Well, again, I think the trends we are seeing are broad by parts and support to do something about obesity, high awareness on the Hill, that chronic disease is the driver of the growth and healthcare cost projections into the future and that obesity is a core driver of those cost related chronic disease. So there is broad support generally, there have been bills introduced to the floor in the last Congress. We know there are others being worked on and we expect another one to come forward from this Congress.
Again I think that’s more of a bellwether than a direct impact on the market because a small proportion of the current market will be projected to be Medicare eligible patients. But it's really important, it's a bellwether for other private plants etcetera and it's odd, in my opinion it's odd that we have such an epidemic and a problem yet, the public payment system from the federal government actually formally exclude payment for obesity therapies that are FDA approved. We think that’s odd, we are one of many voices in support of changing that and let’s see what's happen as the year progresses.
Marko Kozul - Leerink Swann
Alright and finally congratulations on making progress with your Empatic related regulatory discussions. I was wondering whether you’ve considered keeping the drug proprietary and what you estimate the development expenses might be for phase III studies or at least what kind of partnering you might be seeking? Thanks.

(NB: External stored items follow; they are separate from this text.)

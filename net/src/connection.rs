//! A live client connection: buffered read/write paths and user callbacks.

use std::any::Any;
use std::io;
use std::net::SocketAddr;
use std::os::unix::io::{AsRawFd, OwnedFd, RawFd};
use std::sync::atomic::{AtomicU8, AtomicUsize, Ordering};
use std::sync::{Arc, Weak};
use std::time::Instant;

use parking_lot::Mutex;
use tracing::{debug, error, trace, warn};

use crate::buffer::Buffer;
use crate::dispatcher::{Dispatcher, EventKind};
use crate::error::NetError;
use crate::event_loop::EventLoop;
use crate::metrics::{BYTES_RECEIVED, BYTES_SENT, CONNECTIONS_ACTIVE};
use crate::socket::SocketHandle;

pub type ConnectionRef = Arc<Connection>;

pub type ConnectionCallback = Arc<dyn Fn(&ConnectionRef) + Send + Sync>;
pub type MessageCallback = Arc<dyn Fn(&ConnectionRef, &mut Buffer, Instant) + Send + Sync>;
pub type WriteCompleteCallback = Arc<dyn Fn(&ConnectionRef) + Send + Sync>;
pub type CloseCallback = Arc<dyn Fn(&ConnectionRef) + Send + Sync>;
pub type ErrorCallback = Arc<dyn Fn(&ConnectionRef, &NetError) + Send + Sync>;
pub type HighWaterMarkCallback = Arc<dyn Fn(&ConnectionRef, usize) + Send + Sync>;

/// Output-buffer size at which the high-water callback fires, unless the
/// embedder overrides it.
pub const DEFAULT_HIGH_WATER_MARK: usize = 64 * 1024 * 1024;

const STATE_CONNECTING: u8 = 0;
const STATE_CONNECTED: u8 = 1;
const STATE_DISCONNECTED: u8 = 2;

#[derive(Debug, Clone, Copy, PartialEq, Eq)]
pub enum ConnectionState {
    /// Accepted but not yet armed on its worker loop.
    Connecting,
    /// Armed for readiness; traffic flows.
    Connected,
    /// Closed; awaiting final release.
    Disconnected,
}

#[derive(Default)]
struct Callbacks {
    on_connection: Option<ConnectionCallback>,
    on_message: Option<MessageCallback>,
    on_write_complete: Option<WriteCompleteCallback>,
    on_close: Option<CloseCallback>,
    on_error: Option<ErrorCallback>,
    on_high_water_mark: Option<HighWaterMarkCallback>,
}

/// One accepted client, owned by exactly one worker loop.
///
/// Created on the acceptor thread and handed to its worker via
/// `queue_in_loop`; every handler afterwards runs on that worker's thread
/// until close. The server holds the strong reference; the dispatcher only
/// ties back weakly, promoted per event, so a removed connection dies
/// deterministically on its worker thread once in-flight handlers return.
pub struct Connection {
    owner: Arc<EventLoop>,
    socket: Arc<SocketHandle>,
    dispatcher: Arc<Dispatcher>,
    state: AtomicU8,
    input: Mutex<Buffer>,
    output: Mutex<Buffer>,
    high_water_mark: AtomicUsize,
    callbacks: Mutex<Callbacks>,
}
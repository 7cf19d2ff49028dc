use crate::error::ThumbnailError;
use image::RgbImage;
use image::imageops;

/// 將 N*N 張影格依列優先順序拼成一張預覽圖
///
/// 索引 0 在左上角，由左至右、由上至下遞增；
/// 影格 i 貼在 `((i % N) * cell_width, (i / N) * cell_height)`。
pub fn assemble(
    frames: &[RgbImage],
    grid_side: u32,
    cell_width: u32,
    cell_height: u32,
) -> Result<RgbImage, ThumbnailError> {
    let expected = (grid_side as usize) * (grid_side as usize);
    if grid_side == 0 || cell_width == 0 || cell_height == 0 {
        return Err(ThumbnailError::DegenerateGrid {
            reason: format!("網格 {grid_side}x{grid_side}，格子 {cell_width}x{cell_height}"),
        });
    }
    if frames.len() != expected {
        return Err(ThumbnailError::Layout(format!(
            "需要 {} 張影格，實際 {} 張",
            expected,
            frames.len()
        )));
    }

    let mut mosaic = RgbImage::new(cell_width * grid_side, cell_height * grid_side);

    for (index, frame) in frames.iter().enumerate() {
        if frame.dimensions() != (cell_width, cell_height) {
            return Err(ThumbnailError::Layout(format!(
                "影格 {} 尺寸為 {}x{}，應為 {}x{}",
                index,
                frame.width(),
                frame.height(),
                cell_width,
                cell_height
            )));
        }

        let (x, y) = cell_origin(index, grid_side, cell_width, cell_height);
        imageops::replace(&mut mosaic, frame, i64::from(x), i64::from(y));
    }

    Ok(mosaic)
}

/// 影格 `index` 在預覽圖中的左上角座標
#[must_use]
pub fn cell_origin(index: usize, grid_side: u32, cell_width: u32, cell_height: u32) -> (u32, u32) {
    let side = grid_side as usize;
    let col = (index % side) as u32;
    let row = (index / side) as u32;
    (col * cell_width, row * cell_height)
}
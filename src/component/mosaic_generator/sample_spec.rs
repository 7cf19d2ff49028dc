//! 取樣規格：由影片長度與期望間隔推算網格大小與實際取樣間隔
//!
//! 縮圖數量取不超過 `floor(長度 / 間隔)` 的最大完全平方數，
//! 多出來的長度以拉長實際間隔的方式平均分攤。

use crate::error::ThumbnailError;
use crate::tools::VideoSource;

#[derive(Debug, Clone, Copy, PartialEq)]
pub struct SampleSpec {
    pub duration_seconds: f64,
    /// 網格邊長 N
    pub grid_side: u32,
    /// N * N
    pub num_thumbnails: usize,
    pub cell_width: u32,
    pub cell_height: u32,
    /// 實際取樣間隔 = 長度 / 縮圖數量
    pub interval: f64,
}

impl SampleSpec {
    pub fn compute(
        duration_seconds: f64,
        frame_width: u32,
        frame_height: u32,
        desired_interval: f64,
        cell_divisor: u32,
    ) -> Result<Self, ThumbnailError> {
        if !desired_interval.is_finite() || desired_interval <= 0.0 {
            return Err(ThumbnailError::InvalidInterval(desired_interval));
        }
        if !duration_seconds.is_finite() || duration_seconds < desired_interval {
            return Err(ThumbnailError::DegenerateGrid {
                reason: format!(
                    "影片長度 {duration_seconds:.3}s 小於取樣間隔 {desired_interval:.3}s"
                ),
            });
        }

        let ratio = (duration_seconds / desired_interval).floor() as u64;
        let grid_side = integer_sqrt(ratio);
        let num_thumbnails = grid_side * grid_side;
        if num_thumbnails == 0 {
            return Err(ThumbnailError::DegenerateGrid {
                reason: "縮圖數量為 0".to_string(),
            });
        }

        let divisor = cell_divisor.max(1);
        let cell_width = frame_width / divisor;
        let cell_height = frame_height / divisor;
        if cell_width == 0 || cell_height == 0 {
            return Err(ThumbnailError::DegenerateGrid {
                reason: format!("影片解析度 {frame_width}x{frame_height} 過小"),
            });
        }

        let grid_side = u32::try_from(grid_side).map_err(|_| ThumbnailError::DegenerateGrid {
            reason: format!("網格邊長 {grid_side} 過大"),
        })?;

        Ok(Self {
            duration_seconds,
            grid_side,
            num_thumbnails: num_thumbnails as usize,
            cell_width,
            cell_height,
            interval: duration_seconds / num_thumbnails as f64,
        })
    }

    pub fn for_source(
        source: &VideoSource,
        desired_interval: f64,
        cell_divisor: u32,
    ) -> Result<Self, ThumbnailError> {
        Self::compute(
            source.duration_seconds,
            source.width,
            source.height,
            desired_interval,
            cell_divisor,
        )
    }

    #[must_use]
    pub fn timestamp(&self, index: usize) -> f64 {
        index as f64 * self.interval
    }

    #[must_use]
    pub fn timestamps(&self) -> Vec<f64> {
        (0..self.num_thumbnails).map(|i| self.timestamp(i)).collect()
    }

    #[must_use]
    pub const fn mosaic_size(&self) -> (u32, u32) {
        (
            self.cell_width * self.grid_side,
            self.cell_height * self.grid_side,
        )
    }
}

/// floor(sqrt(n))，避免浮點誤差
fn integer_sqrt(n: u64) -> u64 {
    let mut root = (n as f64).sqrt() as u64;
    while root * root > n {
        root -= 1;
    }
    while (root + 1) * (root + 1) <= n {
        root += 1;
    }
    root
}
use anyhow::{Context, Result, bail};
use std::path::Path;

pub fn validate_directory_exists(path: &Path) -> Result<()> {
    if !path.exists() {
        bail!("路徑不存在: {}", path.display());
    }
    if !path.is_dir() {
        bail!("路徑不是資料夾: {}", path.display());
    }
    Ok(())
}

/// 輸出資料夾不存在時建立
pub fn ensure_directory_exists(path: &Path) -> Result<()> {
    if !path.exists() {
        std::fs::create_dir_all(path)
            .with_context(|| format!("無法建立資料夾: {}", path.display()))?;
    }
    validate_directory_exists(path)
}
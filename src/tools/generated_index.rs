//! 預覽圖檔名格式與「已產生」索引
//!
//! 檔名格式：`<影片檔名>;@;<N>x<N>;t;<unix 秒數>.png`

use regex::Regex;
use std::collections::HashSet;

const NAME_PATTERN: &str = r"^(?P<video>.+);@;(?P<rows>\d+)x(?P<cols>\d+);t;(?P<time>\d+)\.[A-Za-z0-9]+$";

/// 預覽圖檔名的組成部分
#[derive(Debug, Clone, PartialEq, Eq)]
pub struct ThumbnailName {
    pub video_name: String,
    pub grid_side: u32,
    pub generated_at: u64,
}

impl ThumbnailName {
    #[must_use]
    pub fn new(video_name: &str, grid_side: u32, generated_at: u64) -> Self {
        Self {
            video_name: video_name.to_string(),
            grid_side,
            generated_at,
        }
    }

    #[must_use]
    pub fn file_name(&self) -> String {
        format!(
            "{};@;{}x{};t;{}.png",
            self.video_name, self.grid_side, self.grid_side, self.generated_at
        )
    }
}

pub struct ThumbnailNameParser {
    pattern: Regex,
}

impl ThumbnailNameParser {
    pub fn new() -> Result<Self, regex::Error> {
        Ok(Self {
            pattern: Regex::new(NAME_PATTERN)?,
        })
    }

    /// 不符合格式或非正方形網格時回傳 `None`
    #[must_use]
    pub fn parse(&self, file_name: &str) -> Option<ThumbnailName> {
        let caps = self.pattern.captures(file_name)?;
        let rows: u32 = caps.name("rows")?.as_str().parse().ok()?;
        let cols: u32 = caps.name("cols")?.as_str().parse().ok()?;
        if rows != cols {
            return None;
        }

        Some(ThumbnailName {
            video_name: caps.name("video")?.as_str().to_string(),
            grid_side: rows,
            generated_at: caps.name("time")?.as_str().parse().ok()?,
        })
    }
}

/// 已產生預覽圖的影片檔名集合
#[derive(Debug, Clone, Default)]
pub struct GeneratedIndex {
    video_names: HashSet<String>,
}

impl GeneratedIndex {
    /// 從既有的預覽圖檔名建立索引，無法解析的檔名會被忽略
    pub fn from_file_names<I, S>(file_names: I) -> Result<Self, regex::Error>
    where
        I: IntoIterator<Item = S>,
        S: AsRef<str>,
    {
        let parser = ThumbnailNameParser::new()?;
        let video_names = file_names
            .into_iter()
            .filter_map(|name| parser.parse(name.as_ref()))
            .map(|name| name.video_name)
            .collect();

        Ok(Self { video_names })
    }

    #[must_use]
    pub fn contains(&self, video_name: &str) -> bool {
        self.video_names.contains(video_name)
    }

    pub fn insert(&mut self, video_name: &str) {
        self.video_names.insert(video_name.to_string());
    }

    #[must_use]
    pub fn len(&self) -> usize {
        self.video_names.len()
    }

    #[must_use]
    pub fn is_empty(&self) -> bool {
        self.video_names.is_empty()
    }
}
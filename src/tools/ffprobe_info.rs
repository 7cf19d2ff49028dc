use crate::error::ThumbnailError;
use serde::Deserialize;
use std::path::{Path, PathBuf};
use std::process::Command;

/// 已開啟的影片來源：長度與影格尺寸
#[derive(Debug, Clone, PartialEq)]
pub struct VideoSource {
    pub path: PathBuf,
    pub duration_seconds: f64,
    pub width: u32,
    pub height: u32,
}

#[derive(Deserialize)]
struct FfprobeOutput {
    format: Option<FormatInfo>,
    streams: Option<Vec<StreamInfo>>,
}

#[derive(Deserialize)]
struct FormatInfo {
    duration: Option<String>,
}

#[derive(Deserialize)]
struct StreamInfo {
    codec_type: Option<String>,
    width: Option<u32>,
    height: Option<u32>,
    duration: Option<String>,
}

/// 使用 ffprobe 取得影片長度與解析度
pub fn probe_video(path: &Path) -> Result<VideoSource, ThumbnailError> {
    let probe_error = |reason: String| ThumbnailError::Probe {
        path: path.to_path_buf(),
        reason,
    };

    let output = Command::new("ffprobe")
        .args([
            "-v",
            "quiet",
            "-print_format",
            "json",
            "-show_format",
            "-show_streams",
        ])
        .arg(path)
        .output()
        .map_err(|e| probe_error(format!("無法執行 ffprobe: {e}")))?;

    if !output.status.success() {
        let stderr = String::from_utf8_lossy(&output.stderr);
        return Err(probe_error(format!("ffprobe 執行失敗: {}", stderr.trim())));
    }

    let stdout = String::from_utf8_lossy(&output.stdout);
    let (duration_seconds, width, height) = parse_probe_output(&stdout).map_err(probe_error)?;

    Ok(VideoSource {
        path: path.to_path_buf(),
        duration_seconds,
        width,
        height,
    })
}

/// 解析 ffprobe JSON，回傳 (長度秒數, 寬, 高)
fn parse_probe_output(json: &str) -> Result<(f64, u32, u32), String> {
    let probe: FfprobeOutput =
        serde_json::from_str(json).map_err(|e| format!("無法解析 ffprobe 輸出: {e}"))?;

    let video_stream = probe
        .streams
        .as_ref()
        .and_then(|streams| {
            streams
                .iter()
                .find(|s| s.codec_type.as_deref() == Some("video"))
        })
        .ok_or_else(|| "找不到視訊串流".to_string())?;

    let width = video_stream.width.ok_or_else(|| "無法取得影片寬度".to_string())?;
    let height = video_stream
        .height
        .ok_or_else(|| "無法取得影片高度".to_string())?;

    // 優先使用 format 的長度，其次使用串流長度
    let duration_seconds = probe
        .format
        .as_ref()
        .and_then(|f| f.duration.as_ref())
        .or(video_stream.duration.as_ref())
        .and_then(|d| d.parse::<f64>().ok())
        .filter(|d| d.is_finite() && *d >= 0.0)
        .ok_or_else(|| "無法取得影片長度".to_string())?;

    Ok((duration_seconds, width, height))
}
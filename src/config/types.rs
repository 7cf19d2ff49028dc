use serde::{Deserialize, Serialize};
use std::collections::HashSet;
use std::path::{Path, PathBuf};

/// 預設取樣間隔（秒）
pub const DEFAULT_SAMPLE_INTERVAL: f64 = 10.0;
/// 每部影片的擷取執行緒上限
pub const DEFAULT_WORKER_COUNT: usize = 12;
/// 縮圖格尺寸 = 原始影格尺寸 / 此值
pub const DEFAULT_CELL_DIVISOR: u32 = 10;
pub const DEFAULT_CATALOG_PATH: &str = "thumbnail.db";
pub const SETTINGS_FILE_NAME: &str = "settings.json";

fn default_video_extensions() -> Vec<String> {
    [".mp4", ".mkv", ".mov", ".avi", ".webm", ".m4v", ".wmv", ".flv"]
        .iter()
        .map(|ext| (*ext).to_string())
        .collect()
}

fn default_thumbnail_extensions() -> Vec<String> {
    vec![".png".to_string()]
}

#[derive(Debug, Clone, PartialEq, Serialize, Deserialize)]
#[serde(default)]
pub struct Settings {
    /// 期望的取樣間隔（秒），實際間隔會依網格大小重新計算
    pub sample_interval: f64,
    pub worker_count: usize,
    pub cell_divisor: u32,
    pub catalog_path: PathBuf,
    pub video_extensions: Vec<String>,
    pub thumbnail_extensions: Vec<String>,
}

impl Default for Settings {
    fn default() -> Self {
        Self {
            sample_interval: DEFAULT_SAMPLE_INTERVAL,
            worker_count: DEFAULT_WORKER_COUNT,
            cell_divisor: DEFAULT_CELL_DIVISOR,
            catalog_path: PathBuf::from(DEFAULT_CATALOG_PATH),
            video_extensions: default_video_extensions(),
            thumbnail_extensions: default_thumbnail_extensions(),
        }
    }
}

/// 以小寫、含前置點的副檔名集合做比對
#[derive(Debug, Clone, Default)]
pub struct ExtensionSet {
    extensions: HashSet<String>,
}

impl ExtensionSet {
    pub fn new<I, S>(extensions: I) -> Self
    where
        I: IntoIterator<Item = S>,
        S: AsRef<str>,
    {
        let extensions = extensions
            .into_iter()
            .map(|ext| {
                let ext = ext.as_ref().trim().to_lowercase();
                if ext.starts_with('.') {
                    ext
                } else {
                    format!(".{ext}")
                }
            })
            .collect();
        Self { extensions }
    }

    #[must_use]
    pub fn matches(&self, path: &Path) -> bool {
        path.extension()
            .and_then(|ext| ext.to_str())
            .is_some_and(|ext| {
                self.extensions
                    .contains(&format!(".{}", ext.to_lowercase()))
            })
    }
}

impl Settings {
    #[must_use]
    pub fn video_extension_set(&self) -> ExtensionSet {
        ExtensionSet::new(&self.video_extensions)
    }

    #[must_use]
    pub fn thumbnail_extension_set(&self) -> ExtensionSet {
        ExtensionSet::new(&self.thumbnail_extensions)
    }
}

#[derive(Debug, Clone)]
pub struct Config {
    pub settings: Settings,
    /// 設定檔來源路徑（可能不存在）
    pub settings_path: PathBuf,
}
//! 預覽圖目錄：以 SQLite 保存 [`ThumbnailRecord`]

use crate::error::ThumbnailError;
use log::debug;
use rusqlite::{Connection, params};
use std::path::{Path, PathBuf};

/// 一部影片的預覽圖成品，建立後不再修改
#[derive(Debug, Clone, PartialEq, Eq)]
pub struct ThumbnailRecord {
    /// 原始影片路徑
    pub source_filename: String,
    /// 預覽圖檔名
    pub generated_name: String,
    pub storage_path: PathBuf,
    pub size_bytes: u64,
    /// 寫入後從磁碟重新計算的 128-bit 雜湊（hex）
    pub content_hash: String,
    /// 預覽圖 RGB8 原始像素
    pub raw_bytes: Vec<u8>,
    pub total_count: u32,
    pub row_count: u32,
    pub col_count: u32,
    pub total_width_px: u32,
    pub total_height_px: u32,
}

/// 目錄寫入端
pub trait CatalogStore {
    fn insert_thumbnail_record(&mut self, record: &ThumbnailRecord) -> Result<(), ThumbnailError>;
}

pub struct SqliteCatalog {
    conn: Connection,
}

const SCHEMA: &str = r"
    CREATE TABLE IF NOT EXISTS THUMBNAIL (
        id              INTEGER PRIMARY KEY AUTOINCREMENT,
        filename        TEXT NOT NULL,
        thumbnail_name  TEXT NOT NULL UNIQUE,
        path            TEXT NOT NULL,
        size_bytes      INTEGER NOT NULL,
        md5             TEXT NOT NULL,
        raw_data        BLOB NOT NULL,
        tb_num          INTEGER NOT NULL,
        tb_row          INTEGER NOT NULL,
        tb_col          INTEGER NOT NULL,
        tb_total_x      INTEGER NOT NULL,
        tb_total_y      INTEGER NOT NULL
    );
";

impl SqliteCatalog {
    pub fn open(db_path: &Path) -> Result<Self, ThumbnailError> {
        Self::with_connection(Connection::open(db_path)?)
    }

    pub fn open_in_memory() -> Result<Self, ThumbnailError> {
        Self::with_connection(Connection::open_in_memory()?)
    }

    fn with_connection(conn: Connection) -> Result<Self, ThumbnailError> {
        conn.execute_batch(SCHEMA)?;
        Ok(Self { conn })
    }

    pub fn count(&self) -> Result<u64, ThumbnailError> {
        let count: i64 = self
            .conn
            .query_row("SELECT COUNT(*) FROM THUMBNAIL", [], |row| row.get(0))?;
        Ok(count.max(0) as u64)
    }

    /// 所有已入庫的預覽圖檔名
    pub fn generated_names(&self) -> Result<Vec<String>, ThumbnailError> {
        let mut stmt = self
            .conn
            .prepare("SELECT thumbnail_name FROM THUMBNAIL ORDER BY id")?;
        let names = stmt
            .query_map([], |row| row.get(0))?
            .collect::<Result<Vec<String>, _>>()?;
        Ok(names)
    }

    pub fn find_by_name(
        &self,
        generated_name: &str,
    ) -> Result<Option<ThumbnailRecord>, ThumbnailError> {
        let mut stmt = self.conn.prepare(
            "SELECT filename, thumbnail_name, path, size_bytes, md5, raw_data,
                    tb_num, tb_row, tb_col, tb_total_x, tb_total_y
             FROM THUMBNAIL WHERE thumbnail_name = ?1",
        )?;
        let mut rows = stmt.query_map(params![generated_name], |row| {
            Ok(ThumbnailRecord {
                source_filename: row.get(0)?,
                generated_name: row.get(1)?,
                storage_path: PathBuf::from(row.get::<_, String>(2)?),
                size_bytes: row.get::<_, i64>(3)? as u64,
                content_hash: row.get(4)?,
                raw_bytes: row.get(5)?,
                total_count: row.get(6)?,
                row_count: row.get(7)?,
                col_count: row.get(8)?,
                total_width_px: row.get(9)?,
                total_height_px: row.get(10)?,
            })
        })?;

        rows.next().transpose().map_err(ThumbnailError::from)
    }

    /// 重設自動遞增序號；只在手動清空資料表後使用
    pub fn reset_sequence(&self, table_name: &str) -> Result<(), ThumbnailError> {
        self.conn.execute(
            "UPDATE sqlite_sequence SET seq = 0 WHERE name = ?1",
            params![table_name],
        )?;
        Ok(())
    }
}

impl CatalogStore for SqliteCatalog {
    fn insert_thumbnail_record(&mut self, record: &ThumbnailRecord) -> Result<(), ThumbnailError> {
        debug!("寫入目錄: {}", record.generated_name);

        let tx = self.conn.transaction()?;
        tx.execute(
            "INSERT INTO THUMBNAIL
               (filename, thumbnail_name, path, size_bytes, md5, raw_data,
                tb_num, tb_row, tb_col, tb_total_x, tb_total_y)
             VALUES (?1, ?2, ?3, ?4, ?5, ?6, ?7, ?8, ?9, ?10, ?11)",
            params![
                record.source_filename,
                record.generated_name,
                record.storage_path.to_string_lossy().to_string(),
                record.size_bytes as i64,
                record.content_hash,
                record.raw_bytes,
                record.total_count,
                record.row_count,
                record.col_count,
                record.total_width_px,
                record.total_height_px,
            ],
        )?;
        tx.commit()?;
        Ok(())
    }
}
use crate::config::types::Settings;
use anyhow::{Context, Result};
use std::fs;
use std::path::Path;

pub fn save_settings(settings: &Settings, path: &Path) -> Result<()> {
    let content = serde_json::to_string_pretty(settings).context("無法序列化設定")?;

    if let Some(parent) = path.parent().filter(|p| !p.as_os_str().is_empty()) {
        fs::create_dir_all(parent)
            .with_context(|| format!("無法建立目錄: {}", parent.display()))?;
    }

    fs::write(path, content)
        .with_context(|| format!("無法寫入設定檔: {}", path.display()))?;

    Ok(())
}
use super::sample_spec::SampleSpec;
use crate::error::ThumbnailError;
use crate::tools::{VideoSource, probe_video};
use image::imageops::{self, FilterType};
use image::{ImageFormat, RgbImage};
use log::debug;
use std::path::Path;
use std::process::{Command, Stdio};

/// 兩段式 seek 的前置緩衝時間（秒）
const SEEK_MARGIN: f64 = 2.0;

/// 所有影格共用的縮放濾鏡，避免格與格之間出現接縫
pub const RESIZE_FILTER: FilterType = FilterType::Triangle;

/// 影格解碼器
///
/// 每次呼叫都必須自行開啟、釋放解碼資源，不得在呼叫之間共享可變狀態，
/// 因此同一個解碼器可以被多個工作執行緒同時使用。
pub trait FrameDecoder: Sync {
    /// 開啟影片並讀取長度與解析度
    fn open(&self, path: &Path) -> Result<VideoSource, ThumbnailError>;

    /// 解碼指定時間點的影格（原始解析度）
    fn decode_frame(&self, source: &VideoSource, timestamp: f64)
    -> Result<RgbImage, ThumbnailError>;
}

/// 單一格的擷取任務
#[derive(Debug, Clone, Copy, PartialEq)]
pub struct FrameJob {
    pub index: usize,
    pub timestamp: f64,
}

/// 擷取完成、已縮放到格子尺寸的影格
#[derive(Debug, Clone)]
pub struct FrameResult {
    pub index: usize,
    pub image: RgbImage,
}

#[must_use]
pub fn create_frame_jobs(spec: &SampleSpec) -> Vec<FrameJob> {
    (0..spec.num_thumbnails)
        .map(|index| FrameJob {
            index,
            timestamp: spec.timestamp(index),
        })
        .collect()
}

/// 擷取單一影格：開啟新的解碼資源、檢查時間範圍、解碼並縮放
pub fn sample_frame(
    decoder: &dyn FrameDecoder,
    video_path: &Path,
    job: &FrameJob,
    cell_width: u32,
    cell_height: u32,
) -> Result<FrameResult, ThumbnailError> {
    let source = decoder.open(video_path)?;

    if job.timestamp > source.duration_seconds {
        return Err(ThumbnailError::OutOfRange {
            index: job.index,
            timestamp: job.timestamp,
            duration: source.duration_seconds,
        });
    }

    let frame = decoder.decode_frame(&source, job.timestamp)?;
    let image = if frame.dimensions() == (cell_width, cell_height) {
        frame
    } else {
        imageops::resize(&frame, cell_width, cell_height, RESIZE_FILTER)
    };

    debug!(
        "影格 {} 完成: {:.2}s -> {}x{}",
        job.index, job.timestamp, cell_width, cell_height
    );

    Ok(FrameResult {
        index: job.index,
        image,
    })
}

/// 透過 ffprobe / ffmpeg 指令解碼，每次解碼都啟動獨立的 ffmpeg 程序
#[derive(Debug, Clone, Default)]
pub struct FfmpegDecoder;

impl FrameDecoder for FfmpegDecoder {
    fn open(&self, path: &Path) -> Result<VideoSource, ThumbnailError> {
        probe_video(path)
    }

    fn decode_frame(
        &self,
        source: &VideoSource,
        timestamp: f64,
    ) -> Result<RgbImage, ThumbnailError> {
        run_frame_command(build_frame_command(&source.path, timestamp), source, timestamp)
    }
}

/// 執行解碼指令並讀回 PNG 影格
///
/// `output()` 同時讀取 stdout 與 stderr，ffmpeg 大量輸出錯誤訊息時也不會卡住。
fn run_frame_command(
    mut command: Command,
    source: &VideoSource,
    timestamp: f64,
) -> Result<RgbImage, ThumbnailError> {
    let decode_error = |reason: String| ThumbnailError::Decode {
        path: source.path.clone(),
        timestamp,
        reason,
    };

    let output = command
        .stdin(Stdio::null())
        .output()
        .map_err(|e| decode_error(format!("無法執行 ffmpeg: {e}")))?;

    if !output.status.success() {
        let stderr = String::from_utf8_lossy(&output.stderr);
        return Err(decode_error(format!("ffmpeg 解碼失敗: {}", last_lines(&stderr, 5))));
    }
    if output.stdout.is_empty() {
        return Err(decode_error("ffmpeg 沒有輸出任何影格".to_string()));
    }
    if !output.stderr.is_empty() {
        debug!(
            "ffmpeg 警告 {} @ {:.3}s: {}",
            source.path.display(),
            timestamp,
            last_lines(&String::from_utf8_lossy(&output.stderr), 1)
        );
    }

    image::load_from_memory_with_format(&output.stdout, ImageFormat::Png)
        .map(|frame| frame.to_rgb8())
        .map_err(|e| decode_error(format!("無法解析影格資料: {e}")))
}

/// 只保留最後幾行，避免錯誤訊息過長
fn last_lines(text: &str, count: usize) -> String {
    let lines: Vec<&str> = text.trim().lines().collect();
    lines[lines.len().saturating_sub(count)..].join("\t")
}

/// 建立擷取單張影格的 ffmpeg 指令，影格以 PNG 輸出到 stdout
///
/// 兩段式 seek：
/// 1. `-ss` 在 `-i` 前：快速跳轉到最近的關鍵幀
/// 2. `-ss` 在 `-i` 後：精準解碼到目標時間點
fn build_frame_command(video_path: &Path, timestamp: f64) -> Command {
    let t0 = (timestamp - SEEK_MARGIN).max(0.0);
    let delta = timestamp - t0;

    let mut command = Command::new("ffmpeg");
    command.args(["-hide_banner", "-nostdin", "-loglevel", "error"]);

    if t0 > 0.0 {
        command.arg("-ss").arg(format!("{t0:.3}"));
    }

    command.arg("-i").arg(video_path);

    if delta > 0.0 {
        command.arg("-ss").arg(format!("{delta:.3}"));
    }

    command.args([
        "-frames:v",
        "1",
        "-an",
        "-sn",
        "-dn",
        "-threads",
        "1",
        "-f",
        "image2pipe",
        "-c:v",
        "png",
        "-",
    ]);

    command
}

Yeah thanks for the congratulations that was useful to get couple of those things very precisely clarified by the agency. Right now Empatic is part of the rest of world dialogue for commercialization, so to the comment on proprietary, I guess the short answer is yes, we thought about retaining some rights to that for example North American rights. But we also have said that we wouldn’t go ahead and put it back in to development and bear the expense of $100 million to $150 million development program for phase III without risk sharing or cost sharing from a commercialization partner.
So that's what we know so far, and I guess stay tuned. It would be important to know that the dose of bupropion and the [Empatic] is the same dose that’s in Contrave. So positive results from the interim analysis that we believe are also important to know before you would we do anything. So once again the data from the life study is gaining.
Our next question comes from Cory Kasimov from JP Morgan. Please go ahead.
Matt Lowe - JPMorgan
It’s Matt Lowe in for Cory today. Just a quick question, I know it maybe difficult to say precisely but assuming everything goes to plan and on the Contrave NDA has submitted some point at the back half for this year. In terms of the timing for a potential rest of the world partnership is there anything you can say in terms of how far or long any discussions are submitted or when something like that may occur, thanks?
Yeah, I want to comment on how the conversation is progressing. What we stated as our desire to try to transact a deal when the asset is derisked, so obviously the life study data and a positive interim analysis is de-risking as is we are selling rest of world rights. So as a certain regulatory feedback from Europe; so some indication of those two things coming in line would gape the timing of that such that we could get some maximum deal terms associated with that.
And parties were obviously interested in the results of this. We are not interested in doing a sort of back end loaded deal right now, where we would take it small upfront and then receive proceeds as the asset derisks, since we've already funded the entire trough.
We have no further questions in queue at this time.
Alright, well with that we will conclude the call and again I just want to thank you for your participation today and your support and we look forward to shaping up to be a very pivotal year for Orexigen.
Thank you. Ladies and gentlemen this concludes today's conference. Thank you for participating. You may now disconnect.